Ejemplo de escritura con falsete

 

Necesito que alguien me dicte algo para escribir. No lo dudes, buey. ¿Hasta cuándo necesitaré que alguien me dicte? ¿Cuándo encontraré algo para decirme? Ni siquiera sacando muelas estaría tranquilo. No sé cómo se mide la niebla cuando entra en las casas y es la gente viviendo sus vidas. Somos la niebla viviente que avanza sobre los pasillos y en los espacios interiores. Caras bonitas, creo, desencriptadas. ¿Cómo puedes creerte que lo sabes todo sobre mí?
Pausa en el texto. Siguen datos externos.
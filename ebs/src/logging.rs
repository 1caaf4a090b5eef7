use tracing::level_filters::LevelFilter;
use tracing_subscriber::EnvFilter;

/// Environment variable whose filter directives override the `-l` level.
pub static LOG_ENV: &str = "EBS_LOG";

/// Installs the stderr subscriber. `EBS_LOG` wins over `level` when set.
pub fn init(level: LevelFilter) {
    let filter = EnvFilter::builder()
        .with_default_directive(level.into())
        .with_env_var(LOG_ENV)
        .from_env_lossy();

    let _ = tracing_subscriber::fmt()
        .with_env_filter(filter)
        .with_writer(std::io::stderr)
        .with_target(false)
        .try_init();
}
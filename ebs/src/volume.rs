//! OS capabilities the backup loop depends on.
//!
//! Each step is a trait so the loop can be driven against real devices
//! ([`crate::system`]) or against scripted stand-ins in tests.

use crate::error::CommandError;
use std::fmt;
use std::path::{Path, PathBuf};

/// Maps a volume UUID to the device it is currently attached as.
pub trait VolumeResolver {
    /// `Ok(None)` when no attached partition carries `uuid`.
    fn resolve(&self, uuid: &str) -> Result<Option<PathBuf>, CommandError>;
}

/// Attaches and detaches filesystems at a mount point.
pub trait MountController {
    fn mount(&self, device: &Path, mount_point: &Path) -> Result<(), CommandError>;

    fn unmount(&self, mount_point: &Path) -> Result<(), CommandError>;

    /// Flushes dirty buffers to stable storage.
    fn flush(&self) -> Result<(), CommandError>;
}

/// Mirrors a directory tree, deleting extraneous destination entries
/// before transferring.
pub trait MirrorRunner {
    fn mirror(&self, source: &Path, destination: &Path) -> Result<MirrorStatus, CommandError>;
}

/// Exit status of a finished mirror process.
#[derive(Debug, Clone, Copy, PartialEq, Eq)]
pub struct MirrorStatus {
    /// `None` when the process was terminated by a signal.
    pub code: Option<i32>,
}

impl MirrorStatus {
    pub const SUCCESS: MirrorStatus = MirrorStatus { code: Some(0) };

    pub fn from_code(code: i32) -> Self {
        Self { code: Some(code) }
    }

    pub fn success(&self) -> bool {
        self.code == Some(0)
    }
}

impl From<std::process::ExitStatus> for MirrorStatus {
    fn from(status: std::process::ExitStatus) -> Self {
        Self {
            code: status.code(),
        }
    }
}

impl fmt::Display for MirrorStatus {
    fn fmt(&self, f: &mut fmt::Formatter<'_>) -> fmt::Result {
        match self.code {
            Some(code) => write!(f, "{code}"),
            None => write!(f, "signal"),
        }
    }
}

#[cfg(test)]
mod tests {
    use super::*;

    #[test]
    fn test_mirror_status() {
        assert!(MirrorStatus::SUCCESS.success());
        assert!(!MirrorStatus::from_code(23).success());
        assert!(!MirrorStatus { code: None }.success());
        assert_eq!(MirrorStatus::from_code(24).to_string(), "24");
    }
}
Esperaría si fuese capaz de volver a hacerlo una vez y otra encerrado en un cuarto trastero. Las cosas inanimadas no están esperando nada, ellas son en el trastero autenticas ojivas por donde pasa el tiempo. Ellas no mienten, pero hay quien espera mucho tiempo para usar la aspiradora. Poco a poco. Cogiéndole miedo al polvo. Se explican esos casos solos. “Solo yo bajo las persianas y espero”, dijo. Puede ser que sí, si solo tú te lavas las manos después de hacer caca. No hay una forma correcta de montar un aeroplano. Espérame tú a mí, en la noche, montada sobre las dunas mientras es  el desierto tu camello. Precisamente los camellos son los que bajan las persianas en el desierto, ellos deciden quién tose y quién no. ¿No te parece maravilloso? Yo me limitaría sencillamente a dejarlas caer de golpe cuando todo el mundo hubiera dejado de esperar. Las temidas soledades arderían entonces como pelo de bruja. En el desierto todos vamos a nuestra bola, pero sobre todo yo, y nada nos joroba tanto como los tontos que esperan a que los demás no esperen. Pero nosotros ya hemos puesto nuestra cinta favorita en el walkman y vamos marcando el ritmo de aparición de las huellas. ¿El ritmo? Nadie sabe que es esperar allí. Yo querría dar ahora un ejemplo de escritura con falsete. Quizá todo esto lo sea, auténtica escritura en falsete.